This week we read the parsha of Chukas. "Zos chukas haTorah asher tzivah Hashem (this is the 'chok' of the Torah that Hashem has commanded) [19:2]." The Torah is filled with many different types of commandments. There are those that make sense to us and those which do not. The understanding of the 'chukim' is beyond us. Our parsha begins with the laws of the para adumah -- the red heifer that purified those who had become ritually impure by coming in contact with a corpse.

Why didn't the parsha begin by stating that this is the 'chok' of the para- adumah or that this is the 'chok' of taharah (ritual purity) or tum'ah (ritual impurity)? Why was this 'chok' labeled as the 'chok' of the entire Torah?

We've discussed previously that tum'ah comes to fill the void created by an absence of kedusha (holiness).

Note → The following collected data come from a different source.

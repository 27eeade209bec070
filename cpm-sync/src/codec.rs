//! Length-prefixed JSON framing for replication messages.
//!
//! Each frame is a 4-byte big-endian body length followed by the JSON body.
//! Bundle byte fields are base64 inside the JSON.

use crate::error::{SyncError, SyncResult};
use crate::protocol::ReplicationMessage;
use futures::{AsyncRead, AsyncReadExt, AsyncWrite, AsyncWriteExt};
use std::io;

/// Maximum frame body size (16 MB).
pub const MAX_MESSAGE_SIZE: usize = 16 * 1024 * 1024;

/// Size of the length prefix.
const PREFIX_LEN: usize = 4;

fn check_len(len: usize) -> SyncResult<u32> {
    u32::try_from(len)
        .ok()
        .filter(|_| len <= MAX_MESSAGE_SIZE)
        .ok_or_else(|| SyncError::Protocol(format!("message too large: {len} bytes")))
}

/// Encodes a message into a complete frame.
pub fn encode_frame(message: &ReplicationMessage) -> SyncResult<Vec<u8>> {
    let body = serde_json::to_vec(message)?;
    let len = check_len(body.len())?;

    let mut frame = Vec::with_capacity(PREFIX_LEN + body.len());
    frame.extend_from_slice(&len.to_be_bytes());
    frame.extend_from_slice(&body);
    Ok(frame)
}

/// Decodes a frame body (without the length prefix).
pub fn decode_body(body: &[u8]) -> SyncResult<ReplicationMessage> {
    Ok(serde_json::from_slice(body)?)
}

/// Reads one frame.
///
/// Returns `Ok(None)` when the stream ends cleanly before a new frame. A
/// stream that ends inside a frame is an `UnexpectedEof` I/O error.
pub async fn read_message<R: AsyncRead + Unpin>(
    reader: &mut R,
) -> SyncResult<Option<ReplicationMessage>> {
    let mut prefix = [0u8; PREFIX_LEN];
    let mut filled = 0;
    while filled < PREFIX_LEN {
        match reader.read(&mut prefix[filled..]).await? {
            0 if filled == 0 => return Ok(None),
            0 => return Err(io::Error::from(io::ErrorKind::UnexpectedEof).into()),
            n => filled += n,
        }
    }

    let len = u32::from_be_bytes(prefix) as usize;
    check_len(len)?;

    let mut body = vec![0u8; len];
    reader.read_exact(&mut body).await?;
    decode_body(&body).map(Some)
}

/// Writes one frame and flushes.
pub async fn write_message<W: AsyncWrite + Unpin>(
    writer: &mut W,
    message: &ReplicationMessage,
) -> SyncResult<()> {
    let frame = encode_frame(message)?;
    writer.write_all(&frame).await?;
    writer.flush().await?;
    Ok(())
}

A person's kedusha comes as a result of becoming a 'G-dly' person. How does one go about doing that? Only through connecting to Hashem through his Torah. Without that, anyone's guess is as good as anyone else's. No one has the moral high ground to declare what is morally correct or incorrect. The 'Toras Chaim' -- the instructions for life -- that Hashem gave us in the guise of the Torah is the only source of what is intrinsically good and intrinsically evil. Through that, one can become a 'G-dly' person. Through that one can attain a level of kedusha. Only through that kedusha did the entity of tum'ah (ritual impurity) come about.

The Ohr HaChaim explains that this is why the parsha began "Zos chukas haTorah" (this is the 'chok' of the Torah) as opposed to "this is the 'chok' of tum'ah". The Torah, with the opportunity it affords a person to ascend to dizzying spiritual heights, created that eventuality of tum'ah at the time of a person's death -- the time when that opportunity is no longer available. "Zos chukas haTorah" is therefore the proper introduction to the laws of the para adumah -- the procedure of purifying oneself from the tum'ah of coming in contact with a corpse.

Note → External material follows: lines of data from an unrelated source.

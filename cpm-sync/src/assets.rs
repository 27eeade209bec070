//! Asset publication for registered bundles.
//!
//! Publishing exposes a bundle's three renderable components under virtual
//! paths derived from its id. Converting those bytes into engine assets is
//! the game's job; this module only fixes the naming and provides an
//! in-memory catalog.

use cpm_types::{Bundle, BundleId, ComponentKind};
use std::collections::HashMap;
use tracing::debug;

/// Namespace of every published asset path.
pub const ASSET_DOMAIN: &str = "customplayermodel";

/// Placeholder texture reference in authored shape files, quotes included.
pub const TEXTURE_PLACEHOLDER: &str = "\"custom-texture\"";

/// Receives bundles once they are registered.
pub trait AssetPublisher: Send {
    /// Makes the bundle's components available. Called once per bundle.
    fn publish(&mut self, bundle: &Bundle);
}

/// Virtual paths of a bundle's published components.
#[derive(Debug, Clone, PartialEq, Eq)]
pub struct AssetPaths {
    pub shape: String,
    pub texture: String,
    pub sound: String,
}

impl AssetPaths {
    pub fn for_bundle(id: &BundleId) -> Self {
        Self {
            shape: format!("{ASSET_DOMAIN}:shapes/{id}.json"),
            texture: format!("{ASSET_DOMAIN}:textures/{id}.png"),
            sound: format!("{ASSET_DOMAIN}:sounds/{id}.ogg"),
        }
    }

    pub fn get(&self, kind: ComponentKind) -> &str {
        match kind {
            ComponentKind::Shape => &self.shape,
            ComponentKind::Texture => &self.texture,
            ComponentKind::Sound => &self.sound,
        }
    }
}

/// Texture reference a shape uses once its bundle id is known.
pub fn texture_reference(id: &BundleId) -> String {
    format!("{ASSET_DOMAIN}:{id}")
}

/// Points the shape's placeholder texture references at the bundle's own
/// texture. Shapes that are not UTF-8 are returned unchanged.
pub fn rewrite_texture_reference(shape: Vec<u8>, id: &BundleId) -> Vec<u8> {
    match String::from_utf8(shape) {
        Ok(text) => text
            .replace(TEXTURE_PLACEHOLDER, &format!("\"{}\"", texture_reference(id)))
            .into_bytes(),
        Err(e) => e.into_bytes(),
    }
}

/// Publisher that keeps published components in memory, keyed by path.
#[derive(Debug, Default)]
pub struct InMemoryAssetCatalog {
    assets: HashMap<String, Vec<u8>>,
    published: Vec<BundleId>,
}

impl InMemoryAssetCatalog {
    pub fn new() -> Self {
        Self::default()
    }

    /// Bytes published at `path`.
    pub fn get(&self, path: &str) -> Option<&[u8]> {
        self.assets.get(path).map(Vec::as_slice)
    }

    /// Ids in publication order.
    pub fn published(&self) -> &[BundleId] {
        &self.published
    }

    pub fn len(&self) -> usize {
        self.assets.len()
    }

    pub fn is_empty(&self) -> bool {
        self.assets.is_empty()
    }
}

impl AssetPublisher for InMemoryAssetCatalog {
    fn publish(&mut self, bundle: &Bundle) {
        let paths = AssetPaths::for_bundle(&bundle.id);
        for kind in ComponentKind::ALL {
            self.assets
                .insert(paths.get(kind).to_string(), bundle.component(kind).to_vec());
        }
        self.published.push(bundle.id.clone());
        debug!("Published assets for model '{}'", bundle.id);
    }
}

The Ohr HaChaim also offers a different interpretation. "Zos chukas haTorah!" If a person adheres to this mitzva (commandment), the Torah equates that to adherence to all of the mitzvos. Keeping the 'chok' reveals a trusting decision to keep the laws of Hashem taught throughout the entire Torah. Not only the ones that make sense to us.

A 'chok' demonstrates the realization that I can't understand everything. The realization that our finite minds cannot come close to fathoming the depths of our Creator's understanding. We all realize that a three year old child can't possibly understand all of the calculations that go into a directive given to them by a mature adult. We must also realize that the gulf between the understanding of a three year old compared to that of an adult is infinitesimal compared to the gulf between our understanding and the understanding of Hashem. "Zos chukas haTorah" --this is the litmus test for the entire Torah.

As we mentioned above, the Torah is called 'Toras Chaim' -- instructions for life. The idea is for a person to take these Torah concepts and apply them to everyday life. A 'chok' teaches us that we don't truly understand any of the mitzvos. Even those such as: don't steal, don't murder, that we think we understand, in fact we only have a minute and shallow understanding of what the Creator actually had in 'mind'.

That concept must then be applied to our everyday happenings, even those removed from the realm of mitzva observance. To have the understanding that if I'm stuck in traffic and therefore late for an appointment, I'm exactly where Hashem wants me to be. Even if it doesn't make sense to me and I think I'd have been much better off arriving on time to my job interview. "Zos chukas haTorah" -- accepting that life's happenings aren't haphazard. Everything is with a plan from above. It's better to miss that interview if the hashgacha pratis (Divine providence) has arranged things in such a way. This also applies to the more harsh realities of life...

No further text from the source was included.